> **Exercise directions**: Reproduce the listing verbatim through the line with "Some(obj) => node".

> **Data excerpts**:
[Start of Attachment]
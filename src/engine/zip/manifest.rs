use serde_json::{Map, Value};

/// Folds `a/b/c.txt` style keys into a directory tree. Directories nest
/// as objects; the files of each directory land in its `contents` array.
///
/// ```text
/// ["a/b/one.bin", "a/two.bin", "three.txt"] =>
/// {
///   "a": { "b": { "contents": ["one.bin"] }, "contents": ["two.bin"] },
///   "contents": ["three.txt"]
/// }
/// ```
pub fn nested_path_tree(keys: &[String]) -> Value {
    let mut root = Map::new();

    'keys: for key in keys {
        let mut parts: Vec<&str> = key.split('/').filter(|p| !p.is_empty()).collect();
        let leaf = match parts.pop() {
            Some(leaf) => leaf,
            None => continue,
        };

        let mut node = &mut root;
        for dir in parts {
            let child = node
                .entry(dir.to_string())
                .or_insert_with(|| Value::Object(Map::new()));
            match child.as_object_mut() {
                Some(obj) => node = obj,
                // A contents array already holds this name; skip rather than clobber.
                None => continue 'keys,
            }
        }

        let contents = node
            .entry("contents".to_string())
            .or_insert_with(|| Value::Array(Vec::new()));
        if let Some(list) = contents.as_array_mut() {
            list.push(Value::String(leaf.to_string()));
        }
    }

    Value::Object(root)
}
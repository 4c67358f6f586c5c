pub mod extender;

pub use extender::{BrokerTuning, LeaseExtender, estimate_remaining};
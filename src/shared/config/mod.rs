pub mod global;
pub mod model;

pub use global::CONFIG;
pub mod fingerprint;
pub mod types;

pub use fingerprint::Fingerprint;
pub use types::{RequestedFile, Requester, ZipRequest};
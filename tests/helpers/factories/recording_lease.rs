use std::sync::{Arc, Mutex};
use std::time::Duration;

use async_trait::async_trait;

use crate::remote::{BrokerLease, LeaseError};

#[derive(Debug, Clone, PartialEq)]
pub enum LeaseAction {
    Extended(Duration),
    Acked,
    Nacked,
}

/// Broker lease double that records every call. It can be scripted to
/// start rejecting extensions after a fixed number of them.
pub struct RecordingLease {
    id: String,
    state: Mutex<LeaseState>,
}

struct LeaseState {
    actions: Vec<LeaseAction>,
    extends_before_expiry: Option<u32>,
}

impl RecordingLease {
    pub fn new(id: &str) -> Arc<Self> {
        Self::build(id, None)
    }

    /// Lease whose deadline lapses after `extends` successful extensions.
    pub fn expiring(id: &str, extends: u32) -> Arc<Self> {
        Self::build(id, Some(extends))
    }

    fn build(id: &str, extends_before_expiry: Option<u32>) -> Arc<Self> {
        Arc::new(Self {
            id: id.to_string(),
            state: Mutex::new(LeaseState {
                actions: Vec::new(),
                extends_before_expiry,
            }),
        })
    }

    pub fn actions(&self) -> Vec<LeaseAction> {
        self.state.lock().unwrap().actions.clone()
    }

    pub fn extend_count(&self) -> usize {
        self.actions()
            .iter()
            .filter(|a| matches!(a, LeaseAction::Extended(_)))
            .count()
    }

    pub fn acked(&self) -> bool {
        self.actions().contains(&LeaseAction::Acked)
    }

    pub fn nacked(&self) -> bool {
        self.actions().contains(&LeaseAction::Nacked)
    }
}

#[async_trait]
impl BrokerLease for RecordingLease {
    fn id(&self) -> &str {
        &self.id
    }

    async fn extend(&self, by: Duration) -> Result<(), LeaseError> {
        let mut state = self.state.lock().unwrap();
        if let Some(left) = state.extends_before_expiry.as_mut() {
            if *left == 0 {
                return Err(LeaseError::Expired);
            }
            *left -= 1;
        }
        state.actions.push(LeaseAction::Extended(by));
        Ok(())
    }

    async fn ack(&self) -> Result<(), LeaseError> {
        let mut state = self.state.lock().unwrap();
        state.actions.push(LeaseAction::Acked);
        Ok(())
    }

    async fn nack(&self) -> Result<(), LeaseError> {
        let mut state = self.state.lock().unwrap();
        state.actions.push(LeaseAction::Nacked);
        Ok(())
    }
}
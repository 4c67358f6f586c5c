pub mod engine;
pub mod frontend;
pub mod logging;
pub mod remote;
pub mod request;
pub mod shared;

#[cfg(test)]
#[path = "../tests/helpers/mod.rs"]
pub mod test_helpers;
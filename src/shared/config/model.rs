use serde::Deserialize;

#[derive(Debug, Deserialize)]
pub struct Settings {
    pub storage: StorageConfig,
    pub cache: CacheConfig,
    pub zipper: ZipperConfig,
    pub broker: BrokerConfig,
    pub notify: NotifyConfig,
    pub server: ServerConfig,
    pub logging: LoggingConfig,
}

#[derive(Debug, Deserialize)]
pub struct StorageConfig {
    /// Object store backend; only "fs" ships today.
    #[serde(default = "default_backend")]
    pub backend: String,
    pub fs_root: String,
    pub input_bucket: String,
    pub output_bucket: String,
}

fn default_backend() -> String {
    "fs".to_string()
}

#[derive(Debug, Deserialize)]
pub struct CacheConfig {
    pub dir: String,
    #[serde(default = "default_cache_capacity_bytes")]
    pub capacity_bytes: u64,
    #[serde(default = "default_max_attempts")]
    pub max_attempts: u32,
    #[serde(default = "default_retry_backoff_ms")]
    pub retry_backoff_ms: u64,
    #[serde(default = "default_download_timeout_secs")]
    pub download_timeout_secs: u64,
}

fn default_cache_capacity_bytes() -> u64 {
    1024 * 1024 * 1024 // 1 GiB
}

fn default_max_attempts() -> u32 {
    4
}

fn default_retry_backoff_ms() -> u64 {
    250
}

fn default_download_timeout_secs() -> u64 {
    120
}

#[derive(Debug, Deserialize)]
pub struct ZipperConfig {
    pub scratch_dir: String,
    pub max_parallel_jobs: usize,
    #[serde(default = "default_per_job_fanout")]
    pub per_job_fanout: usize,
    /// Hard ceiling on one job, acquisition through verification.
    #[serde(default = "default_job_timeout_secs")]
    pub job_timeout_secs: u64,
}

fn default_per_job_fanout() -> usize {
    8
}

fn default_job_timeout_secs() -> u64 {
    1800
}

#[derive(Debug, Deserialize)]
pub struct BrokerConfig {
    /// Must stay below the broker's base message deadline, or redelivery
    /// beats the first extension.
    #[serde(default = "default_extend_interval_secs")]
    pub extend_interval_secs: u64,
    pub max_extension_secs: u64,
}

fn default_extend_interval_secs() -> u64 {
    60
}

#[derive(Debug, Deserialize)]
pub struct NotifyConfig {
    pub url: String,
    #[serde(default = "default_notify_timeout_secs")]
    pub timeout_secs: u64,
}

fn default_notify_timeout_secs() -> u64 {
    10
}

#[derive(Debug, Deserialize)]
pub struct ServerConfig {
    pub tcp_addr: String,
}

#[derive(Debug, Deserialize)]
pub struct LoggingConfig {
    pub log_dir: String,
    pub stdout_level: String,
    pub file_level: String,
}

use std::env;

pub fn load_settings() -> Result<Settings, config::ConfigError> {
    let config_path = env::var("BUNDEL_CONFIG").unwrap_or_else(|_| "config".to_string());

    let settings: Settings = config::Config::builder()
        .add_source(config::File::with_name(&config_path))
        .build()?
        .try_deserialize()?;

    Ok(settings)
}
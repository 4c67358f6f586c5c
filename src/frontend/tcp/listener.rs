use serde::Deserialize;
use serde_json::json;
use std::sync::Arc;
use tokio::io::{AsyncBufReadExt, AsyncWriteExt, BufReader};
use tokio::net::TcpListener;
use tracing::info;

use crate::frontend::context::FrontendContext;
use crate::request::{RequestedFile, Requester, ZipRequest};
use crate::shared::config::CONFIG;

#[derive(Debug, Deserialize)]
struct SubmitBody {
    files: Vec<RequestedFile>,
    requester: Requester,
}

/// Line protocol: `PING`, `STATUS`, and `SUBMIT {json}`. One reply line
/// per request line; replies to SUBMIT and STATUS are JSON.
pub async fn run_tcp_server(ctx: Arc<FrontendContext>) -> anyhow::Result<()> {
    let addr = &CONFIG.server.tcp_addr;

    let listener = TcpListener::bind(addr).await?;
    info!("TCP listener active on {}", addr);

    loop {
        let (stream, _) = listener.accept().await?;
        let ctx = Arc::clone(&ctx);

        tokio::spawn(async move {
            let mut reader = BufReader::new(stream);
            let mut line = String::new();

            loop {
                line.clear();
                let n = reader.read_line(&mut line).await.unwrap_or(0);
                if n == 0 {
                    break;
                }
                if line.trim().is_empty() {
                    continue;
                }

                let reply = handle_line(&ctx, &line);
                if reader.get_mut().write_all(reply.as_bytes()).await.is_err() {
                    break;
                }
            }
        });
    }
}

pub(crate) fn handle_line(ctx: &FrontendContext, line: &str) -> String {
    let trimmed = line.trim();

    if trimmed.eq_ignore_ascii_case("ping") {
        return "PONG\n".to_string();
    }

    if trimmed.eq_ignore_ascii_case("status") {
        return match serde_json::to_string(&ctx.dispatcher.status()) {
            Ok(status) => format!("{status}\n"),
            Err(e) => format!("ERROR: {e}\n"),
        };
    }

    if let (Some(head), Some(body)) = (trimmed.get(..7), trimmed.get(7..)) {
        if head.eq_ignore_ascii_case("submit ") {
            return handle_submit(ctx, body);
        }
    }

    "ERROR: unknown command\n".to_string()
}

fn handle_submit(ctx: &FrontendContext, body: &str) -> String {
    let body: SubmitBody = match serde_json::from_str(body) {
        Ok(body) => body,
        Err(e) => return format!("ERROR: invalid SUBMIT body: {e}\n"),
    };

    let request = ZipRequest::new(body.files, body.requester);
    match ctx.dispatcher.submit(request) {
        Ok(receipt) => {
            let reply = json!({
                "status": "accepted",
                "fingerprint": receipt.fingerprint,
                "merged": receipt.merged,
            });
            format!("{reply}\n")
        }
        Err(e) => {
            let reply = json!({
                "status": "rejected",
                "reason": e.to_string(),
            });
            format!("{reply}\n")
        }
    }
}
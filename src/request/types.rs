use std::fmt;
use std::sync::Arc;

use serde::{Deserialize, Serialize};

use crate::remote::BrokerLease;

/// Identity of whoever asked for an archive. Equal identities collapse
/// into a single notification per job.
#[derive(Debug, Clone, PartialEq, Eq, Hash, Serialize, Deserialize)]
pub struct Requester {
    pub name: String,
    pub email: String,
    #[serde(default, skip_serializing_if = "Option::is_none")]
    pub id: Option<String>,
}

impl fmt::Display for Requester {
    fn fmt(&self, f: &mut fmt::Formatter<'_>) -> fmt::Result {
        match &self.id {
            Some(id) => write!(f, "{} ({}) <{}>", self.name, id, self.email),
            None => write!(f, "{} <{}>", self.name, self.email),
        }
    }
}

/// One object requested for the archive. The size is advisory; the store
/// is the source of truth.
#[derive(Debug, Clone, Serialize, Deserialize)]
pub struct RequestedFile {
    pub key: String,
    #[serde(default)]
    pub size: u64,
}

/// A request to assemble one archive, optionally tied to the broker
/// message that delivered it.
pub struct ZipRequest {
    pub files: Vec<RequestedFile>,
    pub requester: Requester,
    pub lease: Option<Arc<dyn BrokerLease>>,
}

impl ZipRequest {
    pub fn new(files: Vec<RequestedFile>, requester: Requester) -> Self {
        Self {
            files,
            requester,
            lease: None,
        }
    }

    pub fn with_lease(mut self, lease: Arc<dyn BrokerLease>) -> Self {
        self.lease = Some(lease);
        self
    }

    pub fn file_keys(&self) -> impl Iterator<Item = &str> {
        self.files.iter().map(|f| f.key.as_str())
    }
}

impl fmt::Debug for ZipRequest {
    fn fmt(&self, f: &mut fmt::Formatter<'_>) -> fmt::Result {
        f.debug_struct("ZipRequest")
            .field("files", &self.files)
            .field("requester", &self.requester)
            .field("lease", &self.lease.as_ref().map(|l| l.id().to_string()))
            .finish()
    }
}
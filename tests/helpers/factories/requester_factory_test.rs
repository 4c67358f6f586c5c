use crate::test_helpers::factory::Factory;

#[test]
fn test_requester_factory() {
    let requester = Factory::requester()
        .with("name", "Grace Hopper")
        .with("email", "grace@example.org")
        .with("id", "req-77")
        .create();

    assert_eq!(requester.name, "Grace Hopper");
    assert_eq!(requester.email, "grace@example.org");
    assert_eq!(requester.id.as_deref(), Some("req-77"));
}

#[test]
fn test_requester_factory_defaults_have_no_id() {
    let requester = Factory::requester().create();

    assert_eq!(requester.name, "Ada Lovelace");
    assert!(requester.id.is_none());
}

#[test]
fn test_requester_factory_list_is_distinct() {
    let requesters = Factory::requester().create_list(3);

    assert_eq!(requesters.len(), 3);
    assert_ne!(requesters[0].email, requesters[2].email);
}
[End of Attachment]
> **Answer section**:
filename src/engine/zip/manifest.rs
use serde_json::{Map, Value};

/// Folds `a/b/c.txt` style keys into a directory tree. Directories nest
/// as objects; the files of each directory land in its `contents` array.
///
/// ```text
/// ["a/b/one.bin", "a/two.bin", "three.txt"] =>
/// {
///   "a": { "b": { "contents": ["one.bin"] }, "contents": ["two.bin"] },
///   "contents": ["three.txt"]
/// }
/// ```
pub fn nested_path_tree(keys: &[String]) -> Value {
    let mut root = Map::new();

    'keys: for key in keys {
        let mut parts: Vec<&str> = key.split('/').filter(|p| !p.is_empty()).collect();
        let leaf = match parts.pop() {
            Some(leaf) => leaf,
            None => continue,
        };

        let mut node = &mut root;
        for dir in parts {
            let child = node
                .entry(dir.to_string())
                .or_insert_with(|| Value::Object(Map::new()));
            match child.as_object_mut() {
                Some(obj) => node = obj,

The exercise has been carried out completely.